What the task requires - Word for word, set down the entries that follow.

[Collected data entries]
//! Identity types for servers, tables and regions.

use std::fmt;
use std::str::FromStr;

use serde::{Deserialize, Serialize};
use thiserror::Error;

/// Error returned when parsing a server address or table name from text.
#[derive(Clone, Debug, Error, PartialEq, Eq)]
pub enum ParseError {
    /// The server address is not of the form `host:port`.
    #[error("invalid server address: {0}")]
    ServerAddress(String),

    /// The table name is not of the form `[namespace:]qualifier`.
    #[error("invalid table name: {0}")]
    TableName(String),
}

/// Host and port of a worker server.
#[derive(Clone, Debug, PartialEq, Eq, Hash, PartialOrd, Ord, Serialize, Deserialize)]
#[serde(try_from = "String", into = "String")]
pub struct ServerAddress {
    host: String,
    port: u16,
}

impl ServerAddress {
    /// Creates a new server address.
    pub fn new(host: impl Into<String>, port: u16) -> Self {
        Self {
            host: host.into(),
            port,
        }
    }

    /// The host name.
    #[must_use]
    pub fn host(&self) -> &str {
        &self.host
    }

    /// The port.
    #[must_use]
    pub const fn port(&self) -> u16 {
        self.port
    }
}

impl fmt::Display for ServerAddress {
    fn fmt(&self, f: &mut fmt::Formatter<'_>) -> fmt::Result {
        write!(f, "{}:{}", self.host, self.port)
    }
}

impl FromStr for ServerAddress {
    type Err = ParseError;

    fn from_str(s: &str) -> Result<Self, Self::Err> {
        let (host, port) = s
            .rsplit_once(':')
            .ok_or_else(|| ParseError::ServerAddress(s.to_string()))?;

        if host.is_empty() {
            return Err(ParseError::ServerAddress(s.to_string()));
        }

        let port = port
            .parse()
            .map_err(|_| ParseError::ServerAddress(s.to_string()))?;

        Ok(Self::new(host, port))
    }
}

impl TryFrom<String> for ServerAddress {
    type Error = ParseError;

    fn try_from(value: String) -> Result<Self, Self::Error> {
        value.parse()
    }
}

impl From<ServerAddress> for String {
    fn from(address: ServerAddress) -> Self {
        address.to_string()
    }
}

/// Namespace-qualified table name.
#[derive(Clone, Debug, PartialEq, Eq, Hash, PartialOrd, Ord, Serialize, Deserialize)]
#[serde(try_from = "String", into = "String")]
pub struct TableName {
    namespace: String,
    qualifier: String,
}

impl TableName {
    /// Namespace used when a table name carries none.
    pub const DEFAULT_NAMESPACE: &'static str = "default";

    /// Creates a new table name.
    pub fn new(namespace: impl Into<String>, qualifier: impl Into<String>) -> Self {
        Self {
            namespace: namespace.into(),
            qualifier: qualifier.into(),
        }
    }

    /// The namespace the table lives in.
    #[must_use]
    pub fn namespace(&self) -> &str {
        &self.namespace
    }

    /// The table name within its namespace.
    #[must_use]
    pub fn qualifier(&self) -> &str {
        &self.qualifier
    }
}

impl fmt::Display for TableName {
    fn fmt(&self, f: &mut fmt::Formatter<'_>) -> fmt::Result {
        write!(f, "{}:{}", self.namespace, self.qualifier)
    }
}

impl FromStr for TableName {
    type Err = ParseError;

    fn from_str(s: &str) -> Result<Self, Self::Err> {
        let (namespace, qualifier) = s
            .split_once(':')
            .unwrap_or((Self::DEFAULT_NAMESPACE, s));

        if namespace.is_empty() || qualifier.is_empty() || qualifier.contains(':') {
            return Err(ParseError::TableName(s.to_string()));
        }

        Ok(Self::new(namespace, qualifier))
    }
}

impl TryFrom<String> for TableName {
    type Error = ParseError;

    fn try_from(value: String) -> Result<Self, Self::Error> {
        value.parse()
    }
}

impl From<TableName> for String {
    fn from(table: TableName) -> Self {
        table.to_string()
    }
}

/// A region: an independently assigned shard of a table.
///
/// Ordered by table first so that regions of one table sort together.
#[derive(Clone, Debug, PartialEq, Eq, Hash, PartialOrd, Ord, Serialize, Deserialize)]
pub struct RegionInfo {
    table: TableName,
    encoded_name: String,
}

impl RegionInfo {
    /// Creates a new region of `table` identified by `encoded_name`.
    pub fn new(table: TableName, encoded_name: impl Into<String>) -> Self {
        Self {
            table,
            encoded_name: encoded_name.into(),
        }
    }

    /// The table owning this region.
    #[must_use]
    pub const fn table(&self) -> &TableName {
        &self.table
    }

    /// The encoded region key.
    #[must_use]
    pub fn encoded_name(&self) -> &str {
        &self.encoded_name
    }
}

impl fmt::Display for RegionInfo {
    fn fmt(&self, f: &mut fmt::Formatter<'_>) -> fmt::Result {
        write!(f, "{}/{}", self.table, self.encoded_name)
    }
}

/// Transitional state of a region that is moving between servers.
#[derive(Clone, Copy, Debug, PartialEq, Eq, Serialize, Deserialize)]
pub enum TransitionState {
    /// Waiting to be opened.
    PendingOpen,
    /// Being opened on the server.
    Opening,
    /// Waiting to be closed.
    PendingClose,
    /// Being closed on the server.
    Closing,
    /// Closed, not yet reassigned.
    Offline,
}

/// A region currently in transition, and the server it is moving on.
#[derive(Clone, Debug, PartialEq, Eq, Serialize, Deserialize)]
pub struct RegionTransition {
    /// The moving region.
    pub region: RegionInfo,

    /// The server the transition is happening on.
    pub server: ServerAddress,

    /// Current transition state.
    pub state: TransitionState,
}

/// A single placement decision produced by a placement algorithm.
#[derive(Clone, Debug, PartialEq, Eq, Serialize, Deserialize)]
pub struct RegionPlan {
    /// The region to move.
    pub region: RegionInfo,

    /// Where the region currently lives, if anywhere.
    pub source: Option<ServerAddress>,

    /// Where the region should go.
    pub destination: ServerAddress,
}

impl fmt::Display for RegionPlan {
    fn fmt(&self, f: &mut fmt::Formatter<'_>) -> fmt::Result {
        match &self.source {
            Some(source) => write!(
                f,
                "region={}, source={source}, destination={}",
                self.region, self.destination
            ),
            None => write!(
                f,
                "region={}, source=none, destination={}",
                self.region, self.destination
            ),
        }
    }
}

Answer below -
//! Identity types for servers, tables and regions.

use std::fmt;
use std::str::FromStr;

use serde::{Deserialize, Serialize};
use thiserror::Error;

/// Error returned when parsing a server address or table name from text.
#[derive(Clone, Debug, Error, PartialEq, Eq)]
pub enum ParseError {
    /// The server address is not of the form `host:port`.
    #[error("invalid server address: {0}")]
    ServerAddress(String),

    /// The table name is not of the form `[namespace:]qualifier`.
    #[error("invalid table name: {0}")]
    TableName(String),
}

/// Host and port of a worker server.
#[derive(Clone, Debug, PartialEq, Eq, Hash, PartialOrd, Ord, Serialize, Deserialize)]
#[serde(try_from = "String", into = "String")]
pub struct ServerAddress {
    host: String,
    port: u16,
}

impl ServerAddress {
    /// Creates a new server address.
    pub fn new(host: impl Into<String>, port: u16) -> Self {
        Self {
            host: host.into(),
            port,
        }
    }

    /// The host name.
    #[must_use]
    pub fn host(&self) -> &str {
        &self.host
    }

    /// The port.
    #[must_use]
    pub const fn port(&self) -> u16 {
        self.port
    }
}

impl fmt::Display for ServerAddress {
    fn fmt(&self, f: &mut fmt::Formatter<'_>) -> fmt::Result {
        write!(f, "{}:{}", self.host, self.port)
    }
}

impl FromStr for ServerAddress {
    type Err = ParseError;

    fn from_str(s: &str) -> Result<Self, Self::Err> {
        let (host, port) = s
            .rsplit_once(':')
            .ok_or_else(|| ParseError::ServerAddress(s.to_string()))?;

        if host.is_empty() {
            return Err(ParseError::ServerAddress(s.to_string()));
        }

        let port = port
            .parse()
            .map_err(|_| ParseError::ServerAddress(s.to_string()))?;

        Ok(Self::new(host, port))
    }
}

impl TryFrom<String> for ServerAddress {
    type Error = ParseError;

    fn try_from(value: String) -> Result<Self, Self::Error> {
        value.parse()
    }
}

impl From<ServerAddress> for String {
    fn from(address: ServerAddress) -> Self {
        address.to_string()
    }
}

/// Namespace-qualified table name.
#[derive(Clone, Debug, PartialEq, Eq, Hash, PartialOrd, Ord, Serialize, Deserialize)]
#[serde(try_from = "String", into = "String")]
pub struct TableName {
    namespace: String,
    qualifier: String,
}

impl TableName {
    /// Namespace used when a table name carries none.
    pub const DEFAULT_NAMESPACE: &'static str = "default";

    /// Creates a new table name.
    pub fn new(namespace: impl Into<String>, qualifier: impl Into<String>) -> Self {
        Self {
            namespace: namespace.into(),
            qualifier: qualifier.into(),
        }
    }

    /// The namespace the table lives in.
    #[must_use]
    pub fn namespace(&self) -> &str {
        &self.namespace
    }

    /// The table name within its namespace.
    #[must_use]
    pub fn qualifier(&self) -> &str {
        &self.qualifier
    }
}

impl fmt::Display for TableName {
    fn fmt(&self, f: &mut fmt::Formatter<'_>) -> fmt::Result {
        write!(f, "{}:{}", self.namespace, self.qualifier)
    }
}

impl FromStr for TableName {
    type Err = ParseError;

    fn from_str(s: &str) -> Result<Self, Self::Err> {
        let (namespace, qualifier) = s
            .split_once(':')
            .unwrap_or((Self::DEFAULT_NAMESPACE, s));

        if namespace.is_empty() || qualifier.is_empty() || qualifier.contains(':') {
            return Err(ParseError::TableName(s.to_string()));
        }

        Ok(Self::new(namespace, qualifier))
    }
}

impl TryFrom<String> for TableName {
    type Error = ParseError;

    fn try_from(value: String) -> Result<Self, Self::Error> {
        value.parse()
    }
}

impl From<TableName> for String {
    fn from(table: TableName) -> Self {
        table.to_string()
    }
}

/// A region: an independently assigned shard of a table.
///
/// Ordered by table first so that regions of one table sort together.
#[derive(Clone, Debug, PartialEq, Eq, Hash, PartialOrd, Ord, Serialize, Deserialize)]
pub struct RegionInfo {
    table: TableName,
    encoded_name: String,
}

impl RegionInfo {
    /// Creates a new region of `table` identified by `encoded_name`.
    pub fn new(table: TableName, encoded_name: impl Into<String>) -> Self {
        Self {
            table,
            encoded_name: encoded_name.into(),
        }
    }

    /// The table owning this region.
    #[must_use]
    pub const fn table(&self) -> &TableName {
        &self.table
    }

    /// The encoded region key.
    #[must_use]
    pub fn encoded_name(&self) -> &str {
        &self.encoded_name
    }
}

impl fmt::Display for RegionInfo {
    fn fmt(&self, f: &mut fmt::Formatter<'_>) -> fmt::Result {
        write!(f, "{}/{}", self.table, self.encoded_name)
    }
}

/// Transitional state of a region that is moving between servers.
#[derive(Clone, Copy, Debug, PartialEq, Eq, Serialize, Deserialize)]
pub enum TransitionState {
    /// Waiting to be opened.
    PendingOpen,
    /// Being opened on the server.
    Opening,
    /// Waiting to be closed.
    PendingClose,
    /// Being closed on the server.
    Closing,
    /// Closed, not yet reassigned.
    Offline,
}

/// A region currently in transition, and the server it is moving on.
#[derive(Clone, Debug, PartialEq, Eq, Serialize, Deserialize)]
pub struct RegionTransition {
    /// The moving region.
    pub region: RegionInfo,

    /// The server the transition is happening on.
    pub server: ServerAddress,

    /// Current transition state.
    pub state: TransitionState,
}

/// A single placement decision produced by a placement algorithm.
#[derive(Clone, Debug, PartialEq, Eq, Serialize, Deserialize)]
pub struct RegionPlan {
    /// The region to move.
    pub region: RegionInfo,

    /// Where the region currently lives, if anywhere.
    pub source: Option<ServerAddress>,

    /// Where the region should go.
    pub destination: ServerAddress,
}

impl fmt::Display for RegionPlan {
    fn fmt(&self, f: &mut fmt::Formatter<'_>) -> fmt::Result {
        match &self.source {
            Some(source) => write!(
                f,
                "region={}, source={source}, destination={}",
                self.region, self.destination
            ),
            None => write!(
                f,
                "region={}, source=none, destination={}",
                self.region, self.destination
            ),
        }
    }
}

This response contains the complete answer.